Bergs turns the match around — Eastbourne echoes loom large
The backstory to this contest was impossible to ignore. Bergs and Humbert had faced each other only recently in the final of the ATP 250 event in Eastbourne — and Bergs had won. That victory had not only delivered the Belgian his very first title on the ATP main tour, but had also made him the first Belgian player in the Open Era to win an ATP title on grass. Now, at Wimbledon, Humbert was looking for revenge.
Bergs had other ideas. In the third set he sharpened his break-point conversion noticeably, and his serve became more consistent — with a first-serve percentage of 60 and 76 percent of points won on his first serve, he built reliable pressure. He took the third set 6-4 and the fourth 6-3 to level the match at two sets apiece. Humbert fought back, saving several breaks across those sets, but his error count was creeping up — he would finish with 39 unforced errors.

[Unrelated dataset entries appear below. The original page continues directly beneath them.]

//! Utilities for parsing and formatting RFC 3339 timestamps.
//!
//! The [`Timestamp`] newtype wraps `time::OffsetDateTime`.
//!
//! ```
//! # use riposte::model::id::GuildId;
//! # use riposte::model::Timestamp;
//! #
//! let timestamp: Timestamp = GuildId::new(175928847299117063).created_at();
//! assert_eq!(timestamp.unix_timestamp(), 1462015105);
//! assert_eq!(timestamp.to_string(), "2016-04-30T11:18:25.796Z");
//! ```

use std::fmt;
use std::str::FromStr;

use dep_time::error::Parse as InnerError;
use dep_time::format_description::well_known::Rfc3339;
use dep_time::serde::rfc3339;
use dep_time::{Duration, OffsetDateTime};

/// Discord's epoch starts at "2015-01-01T00:00:00+00:00"
const DISCORD_EPOCH: i64 = 1_420_070_400_000;

/// Representation of a Unix timestamp.
///
/// The struct implements the `std::fmt::Display` trait to format the underlying type as an RFC
/// 3339 date and string such as `2016-04-30T11:18:25.796Z`.
#[derive(Debug, Clone, Copy, Eq, PartialEq, Deserialize, Serialize, Ord, PartialOrd)]
#[serde(transparent)]
pub struct Timestamp(#[serde(with = "rfc3339")] OffsetDateTime);

impl Timestamp {
    pub(crate) fn from_discord_id(id: u64) -> Timestamp {
        // `id >> 22` leaves 42 bits, which always fits in an i64.
        let millis = i64::try_from(id >> 22).unwrap_or(i64::MAX >> 22) + DISCORD_EPOCH;
        Self(OffsetDateTime::UNIX_EPOCH + Duration::milliseconds(millis))
    }

    /// Create a new `Timestamp` with the current date and time in UTC.
    #[must_use]
    pub fn now() -> Self {
        Self(OffsetDateTime::now_utc())
    }

    /// Returns the number of non-leap seconds since January 1, 1970 0:00:00 UTC
    #[must_use]
    pub fn unix_timestamp(&self) -> i64 {
        self.0.unix_timestamp()
    }

    /// Parse a timestamp from an RFC 3339 date and time string.
    ///
    /// # Errors
    ///
    /// Returns `Err` if the string is not a valid RFC 3339 date and time string.
    pub fn parse(input: &str) -> Result<Timestamp, ParseError> {
        OffsetDateTime::parse(input, &Rfc3339).map(Self).map_err(ParseError)
    }
}

impl fmt::Display for Timestamp {
    fn fmt(&self, f: &mut fmt::Formatter<'_>) -> fmt::Result {
        let s = self.0.format(&Rfc3339).map_err(|_| fmt::Error)?;
        f.write_str(&s)
    }
}

impl std::ops::Deref for Timestamp {
    type Target = OffsetDateTime;

    fn deref(&self) -> &Self::Target {
        &self.0
    }
}

impl From<OffsetDateTime> for Timestamp {
    fn from(dt: OffsetDateTime) -> Self {
        Self(dt)
    }
}

/// Signifies the failure to parse the `Timestamp` from an RFC 3339 string.
#[derive(Debug)]
pub struct ParseError(InnerError);

impl std::error::Error for ParseError {}

impl fmt::Display for ParseError {
    fn fmt(&self, f: &mut fmt::Formatter<'_>) -> fmt::Result {
        fmt::Display::fmt(&self.0, f)
    }
}

impl FromStr for Timestamp {
    type Err = ParseError;

    fn from_str(s: &str) -> Result<Self, Self::Err> {
        Timestamp::parse(s)
    }
}

#[cfg(test)]
mod tests {
    use super::Timestamp;

    #[test]
    fn from_discord_id() {
        let timestamp = Timestamp::from_discord_id(175928847299117063);
        assert_eq!(timestamp.unix_timestamp(), 1462015105);
        assert_eq!(timestamp.to_string(), "2016-04-30T11:18:25.796Z");
    }

    #[test]
    fn parse_rejects_missing_offset() {
        assert!(Timestamp::parse("2016-04-30T11:18:25Z").is_ok());
        assert!(Timestamp::parse("2016-04-30T11:18:25").is_err());
    }
}
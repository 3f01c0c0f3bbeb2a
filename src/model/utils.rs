use serde::de::{Deserialize, Deserializer};

use crate::internal::prelude::*;

/// Used with `#[serde(default, deserialize_with = "deserialize_some")]` to tell an explicit
/// `null` apart from an absent field: absent stays `None`, `null` becomes `Some(null)` (or
/// `Some(None)` for an `Option<Option<T>>`).
pub fn deserialize_some<'de, D, T>(deserializer: D) -> StdResult<Option<T>, D::Error>
where
    D: Deserializer<'de>,
    T: Deserialize<'de>,
{
    T::deserialize(deserializer).map(Some)
}

/// Whether a JSON value counts as set when deciding if a reply carries an embed: `null`,
/// `false`, `0` and the empty string do not.
pub(crate) fn is_truthy(value: &Value) -> bool {
    match value {
        Value::Null => false,
        Value::Bool(b) => *b,
        Value::Number(n) => n.as_f64().map_or(true, |n| n != 0.0 && !n.is_nan()),
        Value::String(s) => !s.is_empty(),
        Value::Array(_) | Value::Object(_) => true,
    }
}

#[cfg(test)]
mod tests {
    use super::*;
    use crate::json::json;

    #[derive(Deserialize)]
    struct Patch {
        #[serde(default, deserialize_with = "deserialize_some")]
        name: Option<Option<String>>,
    }

    #[test]
    fn absent_and_null_are_distinct() {
        let absent: Patch = serde_json::from_value(json!({})).unwrap();
        let null: Patch = serde_json::from_value(json!({"name": null})).unwrap();
        let set: Patch = serde_json::from_value(json!({"name": "blobface"})).unwrap();

        assert_eq!(absent.name, None);
        assert_eq!(null.name, Some(None));
        assert_eq!(set.name, Some(Some("blobface".to_owned())));
    }

    #[test]
    fn truthiness() {
        assert!(!is_truthy(&json!(null)));
        assert!(!is_truthy(&json!(false)));
        assert!(!is_truthy(&json!(0)));
        assert!(!is_truthy(&json!("")));
        assert!(is_truthy(&json!({})));
        assert!(is_truthy(&json!([])));
        assert!(is_truthy(&json!("x")));
    }
}
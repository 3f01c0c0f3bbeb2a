//! This module exports different types for JSON interactions.
//!
//! Request bodies are assembled as [`JsonMap`]s and handed to the transport as a [`Value`]; the
//! rest of the codebase goes through these aliases instead of naming `serde_json` directly.

use serde::de::DeserializeOwned;
use serde::ser::Serialize;

use crate::Result;

pub type Value = serde_json::Value;

pub use serde_json::json;
pub use serde_json::Error as JsonError;

pub type JsonMap = serde_json::Map<String, Value>;

pub const NULL: Value = Value::Null;

#[allow(clippy::missing_errors_doc)] // It's obvious
pub fn to_string<T>(v: &T) -> Result<String>
where
    T: Serialize,
{
    Ok(serde_json::to_string(v)?)
}

#[allow(clippy::missing_errors_doc)] // It's obvious
pub fn from_value<T>(v: Value) -> Result<T>
where
    T: DeserializeOwned,
{
    Ok(serde_json::from_value(v)?)
}

#[allow(clippy::missing_errors_doc)] // It's obvious
pub fn to_value<T>(value: T) -> Result<Value>
where
    T: Serialize,
{
    Ok(serde_json::to_value(value)?)
}

/// Renders a JSON value the way string concatenation would: strings verbatim, numbers like
/// [`stringify_f64`], everything else through its JSON text (`true`, `null`, `[1,2]`).
#[must_use]
pub fn stringify(value: &Value) -> String {
    match value {
        Value::String(s) => s.clone(),
        Value::Number(n) if n.is_f64() => n.as_f64().map_or_else(|| n.to_string(), stringify_f64),
        other => other.to_string(),
    }
}

/// Renders a float as text, without a trailing `.0` for integral values: `2.0` is `"2"`.
#[must_use]
pub fn stringify_f64(value: f64) -> String {
    if value.is_nan() {
        "NaN".to_string()
    } else if value.is_infinite() {
        if value > 0.0 { "Infinity" } else { "-Infinity" }.to_string()
    } else {
        value.to_string()
    }
}

#[cfg(test)]
#[track_caller]
pub(crate) fn assert_json<T>(data: &T, json: Value)
where
    T: Serialize + std::fmt::Debug,
{
    let serialized = to_value(data).unwrap();
    assert!(
        serialized == json,
        "data->JSON serialization failed\nexpected: {json:?}\n     got: {serialized:?}"
    );
}

#[cfg(test)]
mod tests {
    use super::*;

    #[test]
    fn stringify_scalars() {
        assert_eq!(stringify(&json!("hi")), "hi");
        assert_eq!(stringify(&json!(12)), "12");
        assert_eq!(stringify(&json!(1.5)), "1.5");
        assert_eq!(stringify(&json!(true)), "true");
        assert_eq!(stringify(&NULL), "null");
    }

    #[test]
    fn integral_floats_lose_the_fraction() {
        assert_eq!(stringify(&json!(2.0)), "2");
        assert_eq!(stringify(&json!(-0.5)), "-0.5");
        assert_eq!(stringify_f64(2.0), "2");
        assert_eq!(stringify_f64(f64::INFINITY), "Infinity");
        assert_eq!(stringify_f64(f64::NAN), "NaN");
    }
}
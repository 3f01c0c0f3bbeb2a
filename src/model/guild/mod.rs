//! Models relating to guilds and types that it owns.

mod emoji;
mod member;

pub use self::emoji::*;
pub use self::member::*;
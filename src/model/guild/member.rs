use std::fmt;

use crate::model::id::{GuildId, RoleId};
use crate::model::user::User;
use crate::model::Timestamp;

/// Information about a member of a guild.
///
/// [Discord docs](https://discord.com/developers/docs/resources/guild#guild-member-object).
#[derive(Clone, Debug, Deserialize, Serialize)]
#[non_exhaustive]
pub struct Member {
    /// Attached User struct. Absent from members embedded in message payloads.
    #[serde(default, skip_serializing_if = "Option::is_none")]
    pub user: Option<User>,
    /// The unique Id of the guild that the member is a part of. Filled in from the surrounding
    /// payload, as Discord omits it on embedded members.
    #[serde(default, skip_serializing_if = "Option::is_none")]
    pub guild_id: Option<GuildId>,
    /// The member's nickname, if present.
    ///
    /// Can't be longer than 32 characters.
    #[serde(default)]
    pub nick: Option<String>,
    /// Vector of Ids of roles given to the member.
    #[serde(default)]
    pub roles: Vec<RoleId>,
    /// Timestamp representing the date when the member joined.
    #[serde(default)]
    pub joined_at: Option<Timestamp>,
    /// Indicator of whether the member can hear in voice channels.
    #[serde(default)]
    pub deaf: bool,
    /// Indicator of whether the member can speak in voice channels.
    #[serde(default)]
    pub mute: bool,
    /// The total permissions of the member in the channel an interaction was sent from, as a
    /// bitset string.
    #[serde(default, skip_serializing_if = "Option::is_none")]
    pub permissions: Option<String>,
}

impl Member {
    /// Returns the nickname of the member, falling back to the user's display name.
    #[must_use]
    pub fn display_name(&self) -> Option<&str> {
        self.nick.as_deref().or_else(|| self.user.as_ref().map(User::display_name))
    }
}

impl fmt::Display for Member {
    /// Mentions the user so that they receive a notification.
    ///
    /// This is in the format of `<@USER_ID>`.
    fn fmt(&self, f: &mut fmt::Formatter<'_>) -> fmt::Result {
        match &self.user {
            Some(user) => fmt::Display::fmt(user, f),
            None => f.write_str("<@unknown>"),
        }
    }
}

#[cfg(test)]
mod tests {
    use super::Member;
    use crate::json::{from_value, json};

    #[test]
    fn display_name_prefers_the_nickname() {
        let mut member: Member = from_value(json!({
            "user": {"id": "1", "username": "blob", "global_name": "Blob"},
            "roles": ["2"],
            "joined_at": "2021-05-02T10:00:00.000000+00:00",
        }))
        .unwrap();

        assert_eq!(member.display_name(), Some("Blob"));
        member.nick = Some("blobby".into());
        assert_eq!(member.display_name(), Some("blobby"));
        assert_eq!(member.to_string(), "<@1>");
    }
}
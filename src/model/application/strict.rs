use std::future::Future;
use std::sync::atomic::{AtomicU8, Ordering};

use tracing::warn;

use super::{Interaction, InteractionType};
use crate::builder::ReplyContent;
use crate::internal::prelude::*;
use crate::model::channel::MessageFlags;
use crate::model::id::MessageTarget;
use crate::model::ModelError;

const UNANSWERED: u8 = 0;
const RESPONDING: u8 = 1;
const ANSWERED: u8 = 2;

/// Where a [`StrictInteraction`] stands in the response protocol.
#[derive(Clone, Copy, Debug, Eq, Hash, PartialEq)]
#[non_exhaustive]
pub enum ResponseState {
    /// No initial response has been sent.
    Unanswered,
    /// An initial response is in flight.
    Responding,
    /// The initial response was accepted.
    Answered,
}

/// An [`Interaction`] that tracks the response protocol locally and rejects illegal calls before
/// sending them.
///
/// - A second initial response fails with [`ModelError::AlreadyResponded`].
/// - Followups, edits and deletes before the initial response fail with
///   [`ModelError::NotResponded`].
/// - [`Self::defer_update`] and [`Self::edit_parent`] on anything but a message component fail
///   with [`ModelError::InvalidInteractionType`].
///
/// State lives in this wrapper only. If the initial response fails (including when the reply
/// is rejected before sending) or its future is dropped before completing, the interaction is
/// unanswered again and may be retried.
///
/// ```rust,no_run
/// # async fn run(interaction: riposte::model::application::Interaction) -> riposte::Result<()> {
/// use riposte::model::ModelError;
///
/// let interaction = interaction.into_strict();
/// interaction.create_message("first").await?;
///
/// let err = interaction.create_message("second").await.unwrap_err();
/// assert_eq!(err.as_model_error(), Some(&ModelError::AlreadyResponded));
/// # Ok(())
/// # }
/// ```
#[derive(Debug)]
pub struct StrictInteraction {
    inner: Interaction,
    state: AtomicU8,
}

impl StrictInteraction {
    #[must_use]
    pub fn new(inner: Interaction) -> Self {
        Self {
            inner,
            state: AtomicU8::new(UNANSWERED),
        }
    }

    /// The wrapped interaction.
    ///
    /// Calls made directly on it are not tracked.
    #[must_use]
    pub fn interaction(&self) -> &Interaction {
        &self.inner
    }

    #[must_use]
    pub fn into_inner(self) -> Interaction {
        self.inner
    }

    #[must_use]
    pub fn state(&self) -> ResponseState {
        match self.state.load(Ordering::Acquire) {
            UNANSWERED => ResponseState::Unanswered,
            RESPONDING => ResponseState::Responding,
            _ => ResponseState::Answered,
        }
    }

    /// See [`Interaction::acknowledge`].
    ///
    /// # Errors
    ///
    /// Returns [`ModelError::AlreadyResponded`] if an initial response was already sent.
    pub async fn acknowledge(&self) -> Result<Value> {
        self.initial_response(None, self.inner.acknowledge()).await
    }

    /// See [`Interaction::defer`].
    ///
    /// # Errors
    ///
    /// Returns [`ModelError::AlreadyResponded`] if an initial response was already sent.
    pub async fn defer(&self, flags: Option<MessageFlags>) -> Result<Value> {
        self.initial_response(None, self.inner.defer(flags)).await
    }

    /// See [`Interaction::defer_update`].
    ///
    /// # Errors
    ///
    /// Returns [`ModelError::InvalidInteractionType`] unless the interaction is a message
    /// component, and [`ModelError::AlreadyResponded`] if an initial response was already sent.
    pub async fn defer_update(&self) -> Result<Value> {
        self.initial_response(Some(InteractionType::MessageComponent), self.inner.defer_update())
            .await
    }

    /// See [`Interaction::create_message`].
    ///
    /// # Errors
    ///
    /// Returns [`ModelError::AlreadyResponded`] if an initial response was already sent.
    pub async fn create_message(&self, content: impl Into<ReplyContent>) -> Result<Value> {
        self.initial_response(None, self.inner.create_message(content)).await
    }

    /// See [`Interaction::edit_parent`].
    ///
    /// # Errors
    ///
    /// Returns [`ModelError::InvalidInteractionType`] unless the interaction is a message
    /// component, and [`ModelError::AlreadyResponded`] if an initial response was already sent.
    pub async fn edit_parent(&self, content: impl Into<ReplyContent>) -> Result<Value> {
        self.initial_response(
            Some(InteractionType::MessageComponent),
            self.inner.edit_parent(content),
        )
        .await
    }

    /// See [`Interaction::create_followup`].
    ///
    /// # Errors
    ///
    /// Returns [`ModelError::NotResponded`] before the initial response.
    pub async fn create_followup(&self, content: impl Into<ReplyContent>) -> Result<Value> {
        self.require_answered("create_followup")?;
        self.inner.create_followup(content).await
    }

    /// See [`Interaction::edit`].
    ///
    /// # Errors
    ///
    /// Returns [`ModelError::NotResponded`] before the initial response.
    pub async fn edit(
        &self,
        message: impl Into<MessageTarget>,
        content: impl Into<ReplyContent>,
    ) -> Result<Value> {
        self.require_answered("edit")?;
        self.inner.edit(message, content).await
    }

    /// See [`Interaction::delete`].
    ///
    /// # Errors
    ///
    /// Returns [`ModelError::NotResponded`] before the initial response.
    pub async fn delete(&self, message: impl Into<MessageTarget>) -> Result<Value> {
        self.require_answered("delete")?;
        self.inner.delete(message).await
    }

    async fn initial_response(
        &self,
        expected: Option<InteractionType>,
        response: impl Future<Output = Result<Value>>,
    ) -> Result<Value> {
        if let Some(expected) = expected {
            if self.inner.kind != expected {
                warn!(interaction_id = %self.inner.id, kind = ?self.inner.kind, "wrong interaction type");
                return Err(Error::Model(ModelError::InvalidInteractionType {
                    expected,
                    found: self.inner.kind,
                }));
            }
        }

        if self
            .state
            .compare_exchange(UNANSWERED, RESPONDING, Ordering::AcqRel, Ordering::Acquire)
            .is_err()
        {
            warn!(interaction_id = %self.inner.id, "interaction was already responded to");
            return Err(Error::Model(ModelError::AlreadyResponded));
        }

        let guard = RespondingGuard(&self.state);
        let result = response.await;
        if result.is_ok() {
            guard.answered();
        }

        result
    }

    fn require_answered(&self, operation: &'static str) -> Result<()> {
        if self.state() == ResponseState::Answered {
            Ok(())
        } else {
            warn!(interaction_id = %self.inner.id, operation, "interaction was not responded to");
            Err(Error::Model(ModelError::NotResponded))
        }
    }
}

/// Resets the state to unanswered when dropped, unless the response was accepted.
struct RespondingGuard<'a>(&'a AtomicU8);

impl RespondingGuard<'_> {
    fn answered(self) {
        self.0.store(ANSWERED, Ordering::Release);
        std::mem::forget(self);
    }
}

impl Drop for RespondingGuard<'_> {
    fn drop(&mut self) {
        self.0.store(UNANSWERED, Ordering::Release);
    }
}

impl From<Interaction> for StrictInteraction {
    fn from(inner: Interaction) -> Self {
        Self::new(inner)
    }
}
#[derive(Deserialize)]
struct InteractionPayload {
    id: InteractionId,
    application_id: ApplicationId,
    #[serde(rename = "type")]
    kind: InteractionType,
    #[serde(default)]
    channel_id: Option<ChannelId>,
    #[serde(default)]
    guild_id: Option<GuildId>,
    #[serde(default)]
    member: Option<Value>,
    #[serde(default)]
    user: Option<User>,
    #[serde(default)]
    message: Option<Value>,
    #[serde(default)]
    data: Option<InteractionData>,
    #[serde(default)]
    token: Option<SecretString>,
    #[serde(default = "default_version")]
    version: u8,
}

fn default_version() -> u8 {
    1
}

/// A user-triggered event, such as a slash command invocation or a button click, awaiting a
/// reply.
///
/// # Responding
///
/// Exactly one initial response is honoured by Discord per interaction:
/// [`Self::acknowledge`], [`Self::defer`], [`Self::defer_update`], [`Self::create_message`] or
/// [`Self::edit_parent`]. After it, any number of followups can be sent with
/// [`Self::create_followup`], and sent messages can be changed with [`Self::edit`] and
/// [`Self::delete`].
///
/// None of this is checked here. Answering twice, addressing an ephemeral response as
/// [`MessageTarget::Original`], or calling a component-only method on a command all reach
/// Discord, which rejects them with an [`Error::Http`]. Use [`Self::into_strict`] for a wrapper
/// that tracks the protocol locally.
///
/// The initial response must be sent within 3 seconds of the interaction being created, and the
/// token stays valid for 15 minutes; see [`Self::respond_by`] and [`Self::token_expires_at`].
///
/// Interactions compare equal when their ids are.
///
/// [Discord docs](https://discord.com/developers/docs/interactions/receiving-and-responding#interaction-object).
#[derive(Clone)]
#[non_exhaustive]
pub struct Interaction {
    /// Id of the interaction.
    pub id: InteractionId,
    /// Id of the application this interaction is for.
    pub application_id: ApplicationId,
    /// The type of interaction.
    pub kind: InteractionType,
    /// The channel the interaction was sent from.
    pub channel_id: Option<ChannelId>,
    /// The guild the interaction was sent from.
    pub guild_id: Option<GuildId>,
    /// The member who triggered the interaction, when sent from a guild.
    pub member: Option<Member>,
    /// The user who triggered the interaction, when sent from a direct message.
    pub user: Option<User>,
    /// The message the component was attached to (message components only).
    pub message: Option<Message>,
    /// The command or component data.
    pub data: Option<InteractionData>,
    /// Always `1`.
    pub version: u8,
    token: SecretString,
    http: Arc<dyn RequestHandler>,
    normalizer: Arc<ContentNormalizer>,
}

Fifth set, final act: Bergs delivers the knockout blow
In the deciding fifth set, Bergs left nothing to chance. He broke Humbert's serve early and managed his lead with a cool head all the way to a 6-3 conclusion. The final statistics told the story: 44 winners, 13 aces and a break-point conversion rate of 54 percent — numbers that underlined his dominance across long stretches of the match. Humbert, who had saved a match point, could find no answer in the deciding set.
For Bergs, it was a triumph with a double significance. Not only did he reach the Wimbledon second round for the first time — after several unsuccessful opening-round exits on this famous grass — he also proved that his Eastbourne title was no fluke. In a season that has already included final appearances in Auckland and 's-Hertogenbosch, the Belgian is making his mark on the biggest stages in tennis.